Here is a pic of the large pontiled snuff i dug from a huge circa 1790s privy in the middle of downtown in febuary of 2004. It washed up mint no stain or wear just good glass.  Its open pontiled and due to the light clear color of the glass and the form i believe this to be an early American made bottle and very probably Baltimore in origin. I dug more valuable bottles in 2004 but this is still one of my favorites.

 Chris


----------



## madman (Aug 6, 2005)

hey rhona do you have any info on the clg co ive got acouple embossed with that mark  thanks mike


----------



## baltbottles (Aug 6, 2005)

HI Madman and Rhona,

 CLG Co. stand for the Carr - Lowery Glass Co. of Baltimore Maryland they started in 1889 and sold to Anchor Hocking Glass in 1989 Which continued glassmaking at the site until 2002.

 Chris


----------



## Trying not to break it (Aug 8, 2005)

hi mike, do you have any pictures of your clg co. botlles?  thanks  rhona


----------



## Gunsmoke47 (Aug 9, 2005)

That snuff is a beauty Chris. I've only dug 2 before and they were both early 20th century. There is just no comparison to the early ones.

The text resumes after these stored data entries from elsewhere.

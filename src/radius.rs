//! Excursion-set filter radius schedule (§3, §4.6).
//!
//! The ionisation solver scans filter radii from the box-scale down to
//! single-cell resolution, shrinking geometrically so that roughly the
//! same number of steps covers a box of any size (`R_DELTA` per §3).

/// The excursion-set radius ratio between successive steps.
pub const R_DELTA: f64 = 1.1;

/// Builds the descending radius schedule from `r_max` down to (but not
/// below) `r_cell`, inclusive of both endpoints.
#[must_use]
pub fn radius_schedule(r_max: f64, r_cell: f64) -> Vec<f64> {
    assert!(r_max >= r_cell, "r_max must be >= r_cell");
    let mut radii = Vec::new();
    let mut r = r_max;
    while r > r_cell {
        radii.push(r);
        r /= R_DELTA;
    }
    radii.push(r_cell);
    radii
}

#[cfg(test)]
mod tests {
    use super::*;

    #[test]
    fn schedule_is_strictly_decreasing() {
        let radii = radius_schedule(50.0, 1.0);
        for pair in radii.windows(2) {
            assert!(pair[0] > pair[1]);
        }
    }

    #[test]
    fn schedule_ends_at_cell_radius() {
        let radii = radius_schedule(50.0, 1.0);
        assert_eq!(*radii.last().unwrap(), 1.0);
        assert_eq!(radii[0], 50.0);
    }

    #[test]
    fn degenerate_schedule_is_a_single_step() {
        let radii = radius_schedule(1.0, 1.0);
        assert_eq!(radii, vec![1.0]);
    }
}
//! Per-snapshot lifecycle orchestrator (§2.7, §6, §9 Design Notes).
//!
//! Sequences the three public entry points ([`compute_halobox`],
//! [`compute_spin_temperature`], [`compute_ionised_box`]) in the fixed
//! order the data flow requires, threading the previous snapshot's
//! outputs in as read-only borrows and returning the new [`Snapshot`]
//! as one owned value.

use crate::error::Result;
use crate::grid::RealGrid;
use crate::halo::{compute_halobox, HaloRecord};
use crate::ionize::{compute_ionised_box, IonizedBox};
use crate::params::{AstroParams, CosmoParams, SimulationFlags};
use crate::snapshot::{PerturbedField, Snapshot};
use crate::spintemp::compute_spin_temperature;

/// Owns the run-wide configuration and drives the snapshot lifecycle.
pub struct Orchestrator {
    cosmo: CosmoParams,
    astro: AstroParams,
    flags: SimulationFlags,
    base_seed: u64,
}

impl Orchestrator {
    /// Builds an orchestrator for a run with the given configuration.
    #[must_use]
    pub const fn new(cosmo: CosmoParams, astro: AstroParams, flags: SimulationFlags, base_seed: u64) -> Self {
        Self {
            cosmo,
            astro,
            flags,
            base_seed,
        }
    }

    /// Returns the cosmology this orchestrator was built with.
    #[must_use]
    pub const fn cosmo(&self) -> &CosmoParams {
        &self.cosmo
    }

    /// Returns the astrophysics parameters this orchestrator was built with.
    #[must_use]
    pub const fn astro(&self) -> &AstroParams {
        &self.astro
    }

    /// Returns the simulation flags this orchestrator was built with.
    #[must_use]
    pub const fn flags(&self) -> &SimulationFlags {
        &self.flags
    }

    fn default_ionized_box(shape: (usize, usize, usize), tk: &RealGrid) -> IonizedBox {
        IonizedBox {
            x_h: RealGrid::from_elem(shape, 1.0),
            z_re: RealGrid::from_elem(shape, -1.0),
            gamma_12: RealGrid::zeros(shape),
            mfp: RealGrid::zeros(shape),
            dn_rec: RealGrid::zeros(shape),
            tk_all_gas: tk.clone(),
            mean_f_coll: 0.0,
            mean_f_coll_mini: 0.0,
        }
    }

    /// Advances from `z_prev` to `z`, running the halo, spin-temperature
    /// and ionisation stages in order.
    ///
    /// `previous` is the prior snapshot, or `None` for the first step of
    /// a run (both the spin-temperature and ionisation stages then fall
    /// back to their closed-form / fully-neutral initial conditions).
    ///
    /// # Errors
    ///
    /// Propagates any error from the three component stages.
    pub fn advance(
        &self,
        z: f64,
        z_prev: f64,
        perturb: &PerturbedField,
        halos: Option<&[HaloRecord]>,
        previous: Option<&Snapshot>,
    ) -> Result<Snapshot> {
        self.flags.validate()?;
        let shape = perturb.shape();

        let zeros = RealGrid::zeros(shape);
        let prev_gamma_12 = previous.map_or(&zeros, |s| &s.ionized_box.gamma_12);
        let never_ionised = RealGrid::from_elem(shape, -1.0);
        let prev_z_re = previous.map_or(&never_ionised, |s| &s.ionized_box.z_re);
        let prev_j_lw = previous.map_or(&zeros, |s| &s.ts_box.j_lw);

        let halo_box = compute_halobox(
            &self.cosmo,
            &self.astro,
            &self.flags,
            z,
            perturb,
            halos,
            prev_gamma_12,
            prev_z_re,
            prev_j_lw,
            self.base_seed,
        )?;

        let prev_ts = previous.map(|s| &s.ts_box);
        let ts_box = compute_spin_temperature(
            &self.cosmo,
            &self.astro,
            &self.flags,
            z,
            z_prev,
            perturb,
            prev_ts,
            &halo_box,
        )?;

        let default_ion = Self::default_ionized_box(shape, &ts_box.tk);
        let prev_ion = previous.map_or(&default_ion, |s| &s.ionized_box);
        let ionized_box = compute_ionised_box(
            &self.cosmo,
            &self.astro,
            &self.flags,
            z,
            z_prev,
            perturb,
            &halo_box,
            prev_ion,
            &ts_box,
        )?;

        Ok(Snapshot {
            z,
            halo_box,
            ts_box,
            ionized_box,
        })
    }
}

#[cfg(test)]
mod tests {
    use super::*;
    use crate::grid::RealGrid;

    #[test]
    fn first_step_runs_without_a_previous_snapshot() {
        let orchestrator = Orchestrator::new(
            CosmoParams::default(),
            AstroParams::default(),
            SimulationFlags::default(),
            7,
        );
        let perturb = PerturbedField {
            density: RealGrid::zeros((8, 8, 8)),
            velocity_cb: RealGrid::zeros((8, 8, 8)),
            box_size: (16.0, 16.0, 16.0),
        };

        let snapshot = orchestrator.advance(35.0, 36.0, &perturb, None, None).unwrap();
        assert_eq!(snapshot.z, 35.0);
        assert!(snapshot.ionized_box.x_h.iter().all(|&v| (0.0..=1.0).contains(&v)));
    }

    #[test]
    fn second_step_consumes_the_previous_snapshot() {
        let orchestrator = Orchestrator::new(
            CosmoParams::default(),
            AstroParams::default(),
            SimulationFlags::default(),
            7,
        );
        let perturb = PerturbedField {
            density: RealGrid::zeros((8, 8, 8)),
            velocity_cb: RealGrid::zeros((8, 8, 8)),
            box_size: (16.0, 16.0, 16.0),
        };

        let first = orchestrator.advance(20.0, 21.0, &perturb, None, None).unwrap();
        let second = orchestrator.advance(19.0, 20.0, &perturb, None, Some(&first)).unwrap();
        assert_eq!(second.z, 19.0);
    }
}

Happy Diggin,  Kelley


----------



## JustGlass (Aug 10, 2005)

Not  my rarest find but defintly  a eye catcher and one of my crudest.


----------



## JustGlass (Aug 10, 2005)

pic 2


----------



## O.T. digger (Aug 16, 2005)

my little 11 year old cuz found one of those chamberlains bottle the other day at the creek


----------